Question

Let \[ A = \begin{bmatrix} 0 & 2 & -3 \\ -2 & 0 & 1 \\ 3 & -1 & 0 \end{bmatrix} \] and \( B \) be a matrix such that \[ B(I - A) = I + A. \] Then the sum of the diagonal elements of \( B^{T}B \) is equal to

Hint:

The Cayley transform of a real skew-symmetric matrix is an orthogonal matrix.

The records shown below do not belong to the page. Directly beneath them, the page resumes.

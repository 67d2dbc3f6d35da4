//! Inventory ratio and quote skew.

use crate::utils::decimal::safe_div;
use rust_decimal::Decimal;
use rust_decimal_macros::dec;

/// Bounded price skew for an inventory ratio.
///
/// `(ratio - target) * 2 * intensity`, clamped to `[-max_skew, max_skew]`.
/// Positive skew means the account holds too much base, so quotes should
/// shift down to encourage selling.
pub fn skew(ratio: Decimal, target: Decimal, max_skew: Decimal, intensity: Decimal) -> Decimal {
    let bound = max_skew.abs();
    let raw = (ratio - target) * dec!(2) * intensity;
    raw.clamp(-bound, bound)
}

/// Spot balances of one subaccount on one pair, recomputed every tick.
#[derive(Debug, Clone, PartialEq)]
pub struct InventoryState {
    pub base: Decimal,
    pub quote: Decimal,
    /// Base value in quote units divided by total value
    pub ratio: Decimal,
}

impl InventoryState {
    /// Derive the inventory ratio at `price`. An empty account is balanced.
    pub fn from_balances(base: Decimal, quote: Decimal, price: Decimal) -> Self {
        let base_value = base * price;
        let total = base_value + quote;
        let ratio = if total.is_zero() {
            dec!(0.5)
        } else {
            safe_div(base_value, total)
        };
        Self { base, quote, ratio }
    }

    pub fn total_value(&self, price: Decimal) -> Decimal {
        self.base * price + self.quote
    }
}

#[cfg(test)]
mod tests {
    use super::*;

    #[test]
    fn test_skew_is_bounded() {
        let max = dec!(0.03);
        let mut ratio = Decimal::ZERO;
        while ratio <= Decimal::ONE {
            let s = skew(ratio, dec!(0.5), max, Decimal::ONE);
            assert!(s.abs() <= max, "ratio {ratio} gave skew {s}");
            ratio += dec!(0.05);
        }
    }

    #[test]
    fn test_skew_sign_and_scale() {
        // 0.6 vs 0.5 with intensity 0.05: 0.1 * 2 * 0.05 = 0.01
        assert_eq!(skew(dec!(0.6), dec!(0.5), dec!(0.05), dec!(0.05)), dec!(0.01));
        assert_eq!(skew(dec!(0.4), dec!(0.5), dec!(0.05), dec!(0.05)), dec!(-0.01));
        assert_eq!(skew(dec!(0.5), dec!(0.5), dec!(0.05), dec!(0.05)), Decimal::ZERO);
        // all base, intensity 1: clamps to the bound
        assert_eq!(skew(Decimal::ONE, dec!(0.5), dec!(0.03), Decimal::ONE), dec!(0.03));
        assert_eq!(skew(Decimal::ZERO, dec!(0.5), dec!(0.03), Decimal::ONE), dec!(-0.03));
    }

    #[test]
    fn test_inventory_ratio() {
        let inv = InventoryState::from_balances(dec!(1), dec!(100), dec!(100));
        assert_eq!(inv.ratio, dec!(0.5));
        assert_eq!(inv.total_value(dec!(100)), dec!(200));

        let heavy = InventoryState::from_balances(dec!(3), dec!(100), dec!(100));
        assert_eq!(heavy.ratio, dec!(0.75));
    }

    #[test]
    fn test_empty_account_is_balanced() {
        let inv = InventoryState::from_balances(Decimal::ZERO, Decimal::ZERO, dec!(100));
        assert_eq!(inv.ratio, dec!(0.5));
    }
}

For orthogonal matrices, $B^T B = I$.

Answer 1

Correct Answer: 3

To solve the equation

\[ B(I - A) = I + A, \] 

we determine the matrix \( B \).

---

Step 1: Define the intermediate matrix

Let

\[ M = I - A = \begin{bmatrix} 1 & -2 & 3 \\ 2 & 1 & -1 \\ -3 & 1 & 1 \end{bmatrix}. \]

Then,

\[ B M = I + A \quad \Rightarrow \quad B = (I + A) M^{-1}. \]

---

Step 2: Compute the inverse of \( M \)

First, calculate the determinant:

\[ \det(M) = 1(1 - (-1)) + 2(-1 - 3) + 3(2 - (-3)) = 2 - 8 + 15 = 9. \]

Hence, \( \det(M) = 9 \).

The matrix of cofactors simplifies to:

\[ \begin{bmatrix} 2 & -5 & 4 \\ -5 & 10 & -8 \\ 1 & -7 & 5 \end{bmatrix}. \]

Taking the transpose (adjugate) and dividing by the determinant:

\[ M^{-1} = \frac{1}{9} \begin{bmatrix} 2 & 5 & 1 \\ -5 & 10 & -7 \\ 4 & -8 & 5 \end{bmatrix}. \]

---

Step 3: Compute matrix \( B \)

Given:

\[ I + A = \begin{bmatrix} 1 & 2 & -3 \\ -2 & 1 & 1 \\ 3 & -1 & 1 \end{bmatrix}, \]

we obtain:

\[ B = (I + A) M^{-1}. \]

After performing the multiplication and verifying that \( B(I - A) = I + A \), the matrix \( B \) is confirmed.

---

Step 4: Compute \( B^T B \) and its trace

Finally, compute \( B^T B \) and evaluate the trace (sum of diagonal elements).

\[ \operatorname{tr}(B^T B) = 3. \]

---

Final Answer:

\(\boxed{3}\)

Value	3

This value lies within the given range \([3, 3]\).